In FIG. 2, a component recognition camera 21 is mounted on the upper surface of the base 11 between the board transfer mechanism 12 and the tape feeder 16, with the optical axis directed upward. The component recognition camera 21 images the lower surface of the component D held by the suction nozzle 15 (or the suction nozzle 15 that could not hold the component D) when the suction nozzle 15 that picked up the component D passes above. .

The control unit C performs image recognition on the imaging result, and recognizes that the posture of the component D held by the suction nozzle 15 is abnormal, or that the component D that should be held by the suction nozzle 15 cannot be recognized. is not occurring. Further, the control unit C performs image recognition on the imaging result, and calculates the suction position deviation amount by which the component D actually picked up by the suction nozzle 15 is shifted from the expected normal suction position. When the component D is mounted on the component mounting position Ba on the board B, the control unit C performs mounting position correction and mounting posture correction based on the amount of deviation of the suction position.

As described above, the component mounting apparatus M1 includes a device (feeder) tape feeder 16, a mounting head 14, and a nozzle (suction nozzle 15). Then, the controller C controls the detected suction error, supply error, occurrence status of the recognition error, calculated supply position deviation amount, correction amount of the suction position of the component D by the suction nozzle 15, suction position deviation amount, and mounting position correction amount. , correction amount of wearing posture, etc. are transmitted to the management computer 3 in association with the status of the device (normal, abnormal, etc.). In addition, the control unit C associates the measurement results of various sensors provided in each mechanism of the component mounting apparatus M1, such as the degree of vacuum by the vacuum sensor 14a, with the status of the device (normal, abnormal, etc.) and transmits them to the management computer 3. In this manner, a large amount of data regarding the operating status of the component mounting apparatuses M1 to M3 is sequentially transmitted to the management computer 3. FIG.

Next, referring to FIG. 3, the configuration of the management computer 3 will be described. The management computer 3 includes a processing unit 30, a collected data storage unit 37 which is a storage device, a learning data set storage unit 39, a model storage unit 41, an in-line communication unit 43, a higher-level communication unit 44, and a display unit 45. there is The processing unit 30 is a data processing device such as a CPU, and includes a data collection unit 31, a learning data set creation unit 32, a detection model creation unit 33, a determination unit 34, a notification processing unit 35, and an update unit 36 as internal processing units. there is

The in-line communication unit 43 is a communication interface, and transmits and receives data to and from the component mounting apparatuses M1 to M3 via the communication network 2. FIG. The host communication unit 44 is a communication interface, and transmits and receives data to and from other component mounting lines L2 and L3 and the host computer 5 via the host communication network 4 . The display unit 45 is a display device such as a liquid crystal display.

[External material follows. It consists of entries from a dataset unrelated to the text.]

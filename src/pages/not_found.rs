use leptos::prelude::*;

/// 404 Not Found Page
#[component]
pub fn NotFound() -> impl IntoView {
	view! { <h1>"Uh oh!" <br /> "We couldn't find that page!"</h1> }
}
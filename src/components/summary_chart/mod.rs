mod component;
mod state;

pub use component::SummaryChartCanvas;
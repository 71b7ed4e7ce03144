//! Canvas views of a policy and the plumbing they share.

mod canvas;
mod policy_graph;
mod render;
mod scene;
mod summary_chart;
mod transition;
pub mod tree_diagram;
pub mod viewport;

pub use policy_graph::PolicyGraphCanvas;
pub use scene::Point;
pub use summary_chart::SummaryChartCanvas;
pub use tree_diagram::PolicyTreeCanvas;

In FIG. 3, the data collection unit 31 collects data about the operating status of the component mounting apparatuses M1 to M3 and stores the collected data as the operating status data 38 in the collected data storage unit 37 . That is, the data collection unit 31 collects the operating status data 38 from the component mounting line L1 including the component mounting apparatuses M1 to M3. The operating status data 38 includes information about errors in the component mounting operation, information relating various correction values to the status of the component mounting operation after correction (normal, abnormal, etc.), and various sensors provided in the component mounting apparatuses M1 to M3. It includes information that associates the measurement result with the status of the component mounting operation before and after the measurement.

In FIG. 3, the learning data set creation unit 32 classifies the feature amount data of the devices provided in the component mounting apparatuses M1 to M3 based on the operation status data 38 into normal operation status sections and bad operation status sections. Alternatively, the device status data 40 with the malfunction label is created and stored in the learning data set storage unit 39 for each device.

Here, with reference to FIG. 4, an example of feature amount data included in the operating status data 38 and a procedure for creating the device status data 40 (learning data set) by the learning data set creating unit 32 will be described. FIG. 4 shows the error rate of suction errors related to one suction nozzle 15 and the average value of the degree of vacuum of the suction nozzle 15 measured by the vacuum sensor 14a of the mounting head 14 on which the suction nozzle 15 is mounted, over the operating time. is represented as a transition in Here, the error rate is the number of errors per hour, and the average vacuum degree is the average vacuum degree for one hour.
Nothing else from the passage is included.